Abstract Background: Conservative, first-line treatments (exercise, education and weight-loss if appropriate) for hip and knee joint osteoarthritis are underused despite the known benefits. Clinicians’ beliefs can affect the advice and education given to patients, in turn, this can influence the uptake of treatment. In New Zealand, most conservative OA management is prescribed by general practitioners (GPs; primary care physicians) and physiotherapists. Few questionnaires have been designed to measure GPs’ and physiotherapists’ osteoarthritis-related health, illness and treatment beliefs. This study aimed to identify if a questionnaire about low back pain beliefs, the Pain Attitudes and Beliefs Scale for Physiotherapists (PABS-PT), can be adapted to assess GP and physiotherapists’ beliefs about osteoarthritis.Methods: This study used a cross-sectional observational design. Data were collected anonymously from GPs and physiotherapists using an online survey.
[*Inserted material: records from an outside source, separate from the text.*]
//! pagehand - natural-language commands for web pages
//!
//! Main entry point for the pagehand CLI.

mod cli;
mod cmd_run;
mod register;

use clap::Parser;
use tracing::{error, info};
use tracing_appender::rolling::{RollingFileAppender, Rotation};
use tracing_subscriber::{fmt, layer::SubscriberExt, util::SubscriberInitExt, EnvFilter};

use pagehand_config::{Config, ConfigLoader};

use crate::cli::{Cli, Commands};
use crate::register::{pagehand_dir, report_validation};

fn init_tracing() -> Result<(), Box<dyn std::error::Error>> {
    let log_dir = pagehand_dir().join("logs");
    std::fs::create_dir_all(&log_dir)?;

    let file_appender = RollingFileAppender::builder()
        .rotation(Rotation::DAILY)
        .filename_prefix("pagehand")
        .filename_suffix("log")
        .max_log_files(14)
        .build(&log_dir)?;

    let (non_blocking, guard) = tracing_appender::non_blocking(file_appender);

    // The guard flushes the file writer when dropped.
    static GUARD: std::sync::OnceLock<tracing_appender::non_blocking::WorkerGuard> =
        std::sync::OnceLock::new();
    let _ = GUARD.set(guard);

    let env_filter = EnvFilter::try_from_default_env().unwrap_or_else(|_| EnvFilter::new("info"));

    tracing_subscriber::registry()
        .with(env_filter)
        .with(fmt::layer().with_target(true).with_writer(std::io::stderr))
        .with(fmt::layer().with_writer(non_blocking).with_ansi(false))
        .init();

    Ok(())
}

fn load_config(cli: &Cli) -> Result<Config, Box<dyn std::error::Error>> {
    let path = cli.config.as_ref().map(|p| p.to_string_lossy().into_owned());
    let config = ConfigLoader::load_or_default(path.as_deref())?;
    if !report_validation(&config) {
        return Err("invalid configuration".into());
    }
    Ok(config)
}

#[tokio::main]
async fn main() -> Result<(), Box<dyn std::error::Error>> {
    init_tracing()?;

    let cli = Cli::parse();
    let config = match load_config(&cli) {
        Ok(config) => config,
        Err(e) => {
            error!("Failed to load config: {}", e);
            return Err(e);
        }
    };

    match cli.command {
        Commands::Run { target, command } => {
            cmd_run::run_once(&config, target, command.join(" ")).await
        }
        Commands::Repl { target } => cmd_run::run_repl(&config, target).await,
        Commands::CheckConfig => {
            info!(
                "Configuration OK (provider: {}, cdp: {})",
                config.provider.kind, config.surface.cdp_endpoint
            );
            Ok(())
        }
    }
}
//! Page surface (driver) errors.

use thiserror::Error;

#[derive(Debug, Error)]
pub enum SurfaceError {
    #[error("Surface not found: {0}")]
    NotFound(String),

    #[error("Element no longer attached: {0}")]
    ElementGone(u64),

    #[error("Script error: {0}")]
    Script(String),

    #[error("Driver error: {0}")]
    Driver(String),

    #[error("Timeout after {0} seconds")]
    Timeout(u64),
}

impl SurfaceError {
    /// Whether the failed operation is worth attempting again with a fresh snapshot.
    pub fn is_retryable(&self) -> bool {
        matches!(
            self,
            SurfaceError::ElementGone(_) | SurfaceError::Timeout(_) | SurfaceError::Script(_)
        )
    }
}
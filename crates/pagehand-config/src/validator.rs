//! Configuration validation.

use pagehand_protocols::ProviderKind;

use crate::schema::Config;

/// Validation result.
#[derive(Debug, Default)]
pub struct ValidationResult {
    pub errors: Vec<ValidationError>,
    pub warnings: Vec<ValidationWarning>,
}

impl ValidationResult {
    pub fn is_valid(&self) -> bool {
        self.errors.is_empty()
    }

    pub fn add_error(&mut self, error: ValidationError) {
        self.errors.push(error);
    }

    pub fn add_warning(&mut self, warning: ValidationWarning) {
        self.warnings.push(warning);
    }
}

/// A validation error.
#[derive(Debug)]
pub struct ValidationError {
    pub path: String,
    pub message: String,
}

impl ValidationError {
    pub fn new(path: impl Into<String>, message: impl Into<String>) -> Self {
        Self {
            path: path.into(),
            message: message.into(),
        }
    }
}

/// A validation warning.
#[derive(Debug)]
pub struct ValidationWarning {
    pub path: String,
    pub message: String,
}

impl ValidationWarning {
    pub fn new(path: impl Into<String>, message: impl Into<String>) -> Self {
        Self {
            path: path.into(),
            message: message.into(),
        }
    }
}

/// Configuration validator.
pub struct ConfigValidator;

impl ConfigValidator {
    /// Validate the configuration.
    pub fn validate(config: &Config) -> ValidationResult {
        let mut result = ValidationResult::default();

        Self::validate_provider(config, &mut result);
        Self::validate_pipeline(config, &mut result);
        Self::validate_rate_limit(config, &mut result);
        Self::validate_session(config, &mut result);

        result
    }

    fn validate_provider(config: &Config, result: &mut ValidationResult) {
        if config.provider.kind.parse::<ProviderKind>().is_err() {
            result.add_error(ValidationError::new(
                "provider.kind",
                format!(
                    "Unknown provider '{}', expected 'claude' or 'openai'",
                    config.provider.kind
                ),
            ));
        }

        if config.provider.api_key.trim().is_empty() {
            result.add_warning(ValidationWarning::new(
                "provider.api_key",
                "API key is empty, model calls will fail until one is set",
            ));
        }

        if let Some(url) = config.provider.base_url() {
            if !url.starts_with("http://") && !url.starts_with("https://") {
                result.add_error(ValidationError::new(
                    "provider.base_url",
                    "base_url must start with http:// or https://",
                ));
            }
        }
    }

    fn validate_pipeline(config: &Config, result: &mut ValidationResult) {
        if config.pipeline.max_retries > 10 {
            result.add_warning(ValidationWarning::new(
                "pipeline.max_retries",
                "max_retries is very high (>10), failing commands will take long to settle",
            ));
        }

        if config.pipeline.model_timeout_seconds == 0 {
            result.add_error(ValidationError::new(
                "pipeline.model_timeout_seconds",
                "model_timeout_seconds must be greater than 0",
            ));
        }

        if config.pipeline.surface_timeout_seconds == 0 {
            result.add_error(ValidationError::new(
                "pipeline.surface_timeout_seconds",
                "surface_timeout_seconds must be greater than 0",
            ));
        }
    }

    fn validate_rate_limit(config: &Config, result: &mut ValidationResult) {
        if config.rate_limit.window_seconds == 0 {
            result.add_error(ValidationError::new(
                "rate_limit.window_seconds",
                "window_seconds must be greater than 0",
            ));
        }

        if config.rate_limit.max_calls == 0 {
            result.add_error(ValidationError::new(
                "rate_limit.max_calls",
                "max_calls must be greater than 0",
            ));
        }
    }

    fn validate_session(config: &Config, result: &mut ValidationResult) {
        if config.session.max_sessions == 0 {
            result.add_error(ValidationError::new(
                "session.max_sessions",
                "max_sessions must be greater than 0",
            ));
        }

        if config.session.max_messages == 0 || config.session.max_actions == 0 {
            result.add_warning(ValidationWarning::new(
                "session",
                "a zero history bound disables conversation context",
            ));
        }
    }
}

#[cfg(test)]
#[path = "validator_tests.rs"]
mod tests;
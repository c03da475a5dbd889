//! Provider-agnostic model gateway.

use std::collections::HashMap;
use std::sync::Arc;
use std::time::Duration;

use pagehand_protocols::{CompletionRequest, LLMProvider, ProviderError, ProviderKind, Settings};
use tracing::debug;

use crate::error::PipelineError;
use crate::rate_limiter::RateLimiter;

/// Default per-call timeout.
pub const DEFAULT_MODEL_TIMEOUT: Duration = Duration::from_secs(30);

/// Which provider, key and model a stage calls with.
#[derive(Debug, Clone)]
pub struct ModelConfig {
    pub provider: ProviderKind,
    pub api_key: String,
    pub model: String,
    pub max_tokens: u32,
    pub temperature: f32,
}

impl ModelConfig {
    /// Intent resolution: small, near-deterministic answers.
    pub fn intent(settings: &Settings) -> Self {
        Self {
            provider: settings.provider,
            api_key: settings.api_key.clone(),
            model: settings.intent_model.clone(),
            max_tokens: 500,
            temperature: 0.3,
        }
    }

    /// Action generation.
    pub fn codegen(settings: &Settings) -> Self {
        Self {
            provider: settings.provider,
            api_key: settings.api_key.clone(),
            model: settings.codegen_model.clone(),
            max_tokens: pagehand_protocols::provider::DEFAULT_MAX_TOKENS,
            temperature: 0.2,
        }
    }

    /// Build a request for this model.
    pub fn request(&self, system: impl Into<String>, user_message: impl Into<String>) -> CompletionRequest {
        CompletionRequest::new(self.model.clone(), system, user_message)
            .with_max_tokens(self.max_tokens)
            .with_temperature(self.temperature)
    }
}

/// Routes completion requests to the configured provider.
///
/// All calls pass through one shared [`RateLimiter`] and an enforced timeout.
pub struct ModelGateway {
    providers: HashMap<ProviderKind, Arc<dyn LLMProvider>>,
    limiter: Arc<RateLimiter>,
    timeout: Duration,
}

impl ModelGateway {
    pub fn new(limiter: Arc<RateLimiter>) -> Self {
        Self {
            providers: HashMap::new(),
            limiter,
            timeout: DEFAULT_MODEL_TIMEOUT,
        }
    }

    pub fn with_timeout(mut self, timeout: Duration) -> Self {
        self.timeout = timeout;
        self
    }

    /// Register the implementation serving `kind`.
    pub fn with_provider(mut self, kind: ProviderKind, provider: Arc<dyn LLMProvider>) -> Self {
        self.providers.insert(kind, provider);
        self
    }

    pub fn limiter(&self) -> &Arc<RateLimiter> {
        &self.limiter
    }

    /// Send one request and return the model's text.
    pub async fn call(
        &self,
        kind: ProviderKind,
        api_key: &str,
        request: CompletionRequest,
    ) -> Result<String, PipelineError> {
        if api_key.trim().is_empty() {
            return Err(PipelineError::Configuration(
                "API key not configured. Please add your API key in settings.".to_string(),
            ));
        }

        let provider = self.providers.get(&kind).ok_or_else(|| {
            PipelineError::Configuration(format!("Provider '{}' is not available", kind.as_str()))
        })?;

        self.limiter
            .try_acquire()
            .map_err(|wait| PipelineError::RateLimited { wait })?;

        debug!(
            "Model call: provider={}, model={}, max_tokens={}",
            provider.id(),
            request.model,
            request.max_tokens
        );

        let response = tokio::time::timeout(self.timeout, provider.complete(api_key, request))
            .await
            .map_err(|_| PipelineError::Provider(ProviderError::Timeout(self.timeout.as_secs())))??;

        debug!(
            "Model response: id={}, tokens={}",
            response.id,
            response.usage.total()
        );

        Ok(response.text)
    }

    /// Convenience wrapper taking a [`ModelConfig`].
    pub async fn complete(
        &self,
        model: &ModelConfig,
        system: &str,
        user_message: &str,
    ) -> Result<String, PipelineError> {
        self.call(model.provider, &model.api_key, model.request(system, user_message))
            .await
    }
}

#[cfg(test)]
#[path = "gateway_tests.rs"]
mod tests;
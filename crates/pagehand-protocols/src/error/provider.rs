//! Remote model provider errors.

use thiserror::Error;

#[derive(Debug, Error)]
pub enum ProviderError {
    #[error("API error: {status} - {message}")]
    ApiError { status: u16, message: String },

    #[error("Rate limited: retry after {retry_after_seconds} seconds")]
    RateLimited { retry_after_seconds: u64 },

    #[error("Authentication failed: {0}")]
    AuthenticationFailed(String),

    #[error("Invalid request: {0}")]
    InvalidRequest(String),

    #[error("Invalid response: {0}")]
    InvalidResponse(String),

    #[error("Network error: {0}")]
    Network(String),

    #[error("Timeout after {0} seconds")]
    Timeout(u64),
}

impl ProviderError {
    /// Classify a non-success HTTP response from a provider.
    pub fn from_api_response(status: u16, message: String) -> Self {
        match status {
            401 | 403 => ProviderError::AuthenticationFailed(message),
            429 => ProviderError::RateLimited {
                retry_after_seconds: 60,
            },
            _ => ProviderError::ApiError { status, message },
        }
    }

    /// Whether a later identical request may succeed.
    pub fn is_retryable(&self) -> bool {
        match self {
            ProviderError::RateLimited { .. } => true,
            ProviderError::Network(_) => true,
            ProviderError::Timeout(_) => true,
            ProviderError::ApiError { status, .. } => matches!(status, 500 | 502 | 503 | 504 | 529),
            _ => false,
        }
    }

    /// HTTP status associated with this error, if any.
    pub fn status(&self) -> Option<u16> {
        match self {
            ProviderError::ApiError { status, .. } => Some(*status),
            ProviderError::RateLimited { .. } => Some(429),
            ProviderError::AuthenticationFailed(_) => Some(401),
            _ => None,
        }
    }
}

#[cfg(test)]
#[path = "provider_tests.rs"]
mod tests;
use super::*;

#[test]
fn test_provider_error_api_error() {
    let err = ProviderError::ApiError {
        status: 500,
        message: "Internal Server Error".to_string(),
    };
    assert!(err.to_string().contains("500"));
    assert!(err.to_string().contains("Internal Server Error"));
}

#[test]
fn test_provider_error_rate_limited() {
    let err = ProviderError::RateLimited {
        retry_after_seconds: 60,
    };
    assert!(err.to_string().contains("Rate limited"));
    assert!(err.to_string().contains("60"));
}

#[test]
fn test_provider_error_timeout() {
    let err = ProviderError::Timeout(30);
    assert!(err.to_string().contains("Timeout"));
    assert!(err.to_string().contains("30"));
}

#[test]
fn test_from_api_response_auth_failed() {
    let err = ProviderError::from_api_response(401, "Invalid API key".to_string());
    assert!(matches!(err, ProviderError::AuthenticationFailed(_)));
}

#[test]
fn test_from_api_response_forbidden() {
    let err = ProviderError::from_api_response(403, "Forbidden".to_string());
    assert!(matches!(err, ProviderError::AuthenticationFailed(_)));
}

#[test]
fn test_from_api_response_rate_limited() {
    let err = ProviderError::from_api_response(429, "Rate limit exceeded".to_string());
    assert!(matches!(err, ProviderError::RateLimited { .. }));
}

#[test]
fn test_from_api_response_generic_error() {
    let err = ProviderError::from_api_response(500, "Internal Server Error".to_string());
    assert!(matches!(err, ProviderError::ApiError { status: 500, .. }));
}

#[test]
fn test_is_retryable() {
    assert!(ProviderError::RateLimited { retry_after_seconds: 5 }.is_retryable());
    assert!(ProviderError::Network("err".to_string()).is_retryable());
    assert!(ProviderError::Timeout(30).is_retryable());
    assert!(ProviderError::ApiError { status: 503, message: "busy".to_string() }.is_retryable());
    assert!(!ProviderError::AuthenticationFailed("err".to_string()).is_retryable());
    assert!(!ProviderError::ApiError { status: 400, message: "err".to_string() }.is_retryable());
    assert!(!ProviderError::InvalidResponse("no content".to_string()).is_retryable());
}

#[test]
fn test_status() {
    assert_eq!(
        ProviderError::ApiError { status: 418, message: String::new() }.status(),
        Some(418)
    );
    assert_eq!(ProviderError::Network("x".to_string()).status(), None);
}
//! OpenAI model provider for pagehand.
//!
//! Also serves OpenAI-compatible endpoints through [`OpenAIProvider::with_url`].

mod api;
mod provider;

pub use provider::OpenAIProvider;
impl CommandResponse {
    fn finished(
        success: bool,
        message: String,
        actions: Vec<GeneratedAction>,
        state: PipelineState,
    ) -> Self {
        Self {
            success,
            message,
            actions,
            requires_clarification: false,
            clarification_question: None,
            clarification_options: Vec::new(),
            requires_confirmation: false,
            confirmation_message: None,
            state,
        }
    }

    fn clarification(question: String, options: Vec<String>) -> Self {
        Self {
            requires_clarification: true,
            clarification_question: Some(question.clone()),
            clarification_options: options,
            ..Self::finished(false, question, Vec::new(), PipelineState::Clarification)
        }
    }

    fn confirmation(message: String, actions: Vec<GeneratedAction>) -> Self {
        Self {
            requires_confirmation: true,
            confirmation_message: Some(message.clone()),
            ..Self::finished(false, message, actions, PipelineState::Safety)
        }
    }

    /// Nothing was pending for the surface.
    fn rejected(message: &str) -> Self {
        Self::finished(false, message.to_string(), Vec::new(), PipelineState::Idle)
    }

    pub fn is_suspended(&self) -> bool {
        self.requires_clarification || self.requires_confirmation
    }
}

/// State of one command in flight, for transition logging.
struct Run {
    surface: String,
    state: PipelineState,
}

impl Run {
    fn new(surface: &str, state: PipelineState) -> Self {
        Self {
            surface: surface.to_string(),
            state,
        }
    }

    fn enter(&mut self, next: PipelineState) {
        if self.state != next {
            debug!(surface = %self.surface, "{} -> {}", self.state, next);
            self.state = next;
        }
    }
}

/// Why a cycle stopped before every action succeeded.
struct CycleFailure {
    error: PipelineError,
    retryable: bool,
    action: GeneratedAction,
}

/// Runs commands against page surfaces.
pub struct Pipeline {
    matcher: FastPathMatcher,
    intent: IntentResolver,
    generator: ActionGenerator,
    safety: SafetyGate,
    executor: Executor,
    verifier: Verifier,
    sessions: Arc<SessionStore>,
    retry_policy: RetryPolicy,
}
The survey included a study-specific demographic and occupational characteristics questionnaire and the PABS-PT questionnaire adapted for osteoarthritis. All data were analysed using descriptive statistics, and the PABS-PT data underwent principal factor analysis. Results: In total, 295 clinicians (87 GPs, 208 physiotherapists) participated in this study. The principal factor analysis identified two factors or subscales (categorised as biomedical and behavioural), with a Cronbach’s alpha of 0.84 and 0.44, respectively. Conclusions: The biomedical subscale of the PABS-PT appears appropriate for adaptation for use in the context of osteoarthritis, but the low internal consistency of the behavioural subscale suggests this subscale is not currently suitable. Future research should consider the inclusion of additional items to the behavioural subscale to improve internal consistency or look to develop a new, osteoarthritis-specific questionnaire.